Kernow Health CIC then coordinated working with three GP surgeries across Cornwall, so Klinik could live-test its adapted product. The solution helps nurses make more informed, confident decisions about patient care without taking up GPs’ time, encourages patients to use self-service triage options, and takes pressure off frontline practice staff. So, it was essential that Klinik was able to test its solutions with real people from each of those groups.
Creating an adaptable, capable product
Every GP practice handles triage slightly differently. And that means new healthcare technologies like Klinik’s need to be able to adapt to meet each surgery’s individual requirements.
Thanks to the feedback, and Kernow Health CIC and CHT’s readiness assessments, Klinik’s team knew which tools and data were most important to the doctors and other practice staff they were working with. It’s an ongoing process, but the solution’s data and reporting capabilities will allow GPs to identify at-risk patients more effectively, allocate resources more efficiently, and monitor trends among its patient population over time.
“Through Cornwall Trade and Investment and Kernow Health CIC, we’ve been able to validate our product and prove its value for primary care,” says Ben. “And we’ve established ongoing partnerships with these practices. We’re sharing best practices between countries as well as across trusts.”
Cornwall’s role in the healthtech ecosystem
The process didn’t just help Klinik’s team develop their solution towards being ready for GPs.

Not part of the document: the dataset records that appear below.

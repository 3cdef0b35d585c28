//! CLI-specific error types and exit code mapping.

use thiserror::Error;

use driveloader_core::config::ConfigError;
use driveloader_core::download::DownloadError;
use driveloader_core::ports::RemotePortError;
use driveloader_core::settings::SettingsError;

/// CLI-specific error type.
#[derive(Debug, Error)]
pub enum CliError {
    /// Resolution or transfer failed for a single-shot command.
    #[error("{0}")]
    Download(String),

    /// Argument parsing error.
    #[error("Invalid arguments: {0}")]
    Arguments(String),

    /// IO error (file not found, permission denied, etc.).
    #[error("IO error: {0}")]
    Io(String),

    /// Settings or instruction file error.
    #[error("Configuration error: {0}")]
    Config(String),

    /// The Drive API rejected our credentials.
    #[error("Authentication failed: {0}")]
    Auth(String),

    /// The Drive API could not be reached or misbehaved.
    #[error("Remote store error: {0}")]
    Remote(String),
}

impl CliError {
    /// Map error to an exit code (sysexits.h where one fits).
    pub const fn exit_code(&self) -> i32 {
        match self {
            Self::Download(_) => 1,
            Self::Arguments(_) => 2, // EX_USAGE
            Self::Remote(_) => 69,   // EX_UNAVAILABLE
            Self::Io(_) => 74,       // EX_IOERR
            Self::Auth(_) => 77,     // EX_NOPERM
            Self::Config(_) => 78,   // EX_CONFIG
        }
    }
}

impl From<ConfigError> for CliError {
    fn from(err: ConfigError) -> Self {
        Self::Config(err.to_string())
    }
}

impl From<SettingsError> for CliError {
    fn from(err: SettingsError) -> Self {
        Self::Config(err.to_string())
    }
}

impl From<RemotePortError> for CliError {
    fn from(err: RemotePortError) -> Self {
        match err {
            RemotePortError::AuthRequired { message } => Self::Auth(message),
            RemotePortError::Configuration { message } => Self::Config(message),
            other => Self::Remote(other.to_string()),
        }
    }
}

impl From<DownloadError> for CliError {
    fn from(err: DownloadError) -> Self {
        match err {
            DownloadError::Io { message, .. } => Self::Io(message),
            other => Self::Download(other.to_string()),
        }
    }
}

impl From<std::io::Error> for CliError {
    fn from(err: std::io::Error) -> Self {
        Self::Io(err.to_string())
    }
}
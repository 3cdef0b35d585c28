//! Utility modules for CLI operations.

pub mod input;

There was also a major benefit for Kernow Health CIC: “It helped us refine our own processes, too,” explains Oli Sleeman, who leads the sandbox project. “Validation is a journey that can take years, but we can now make huge progress in just a few months.”
As the sandbox improves alongside the solutions it supports, there’s only going to be more powerful opportunities for companies like Klinik to make a meaningful difference in UK healthcare, starting with Cornwall.
The county’s burgeoning tech scene, emerging healthtech ecosystem, and vast range of skills available make Cornwall an ideal base for companies that want to expand into the UK.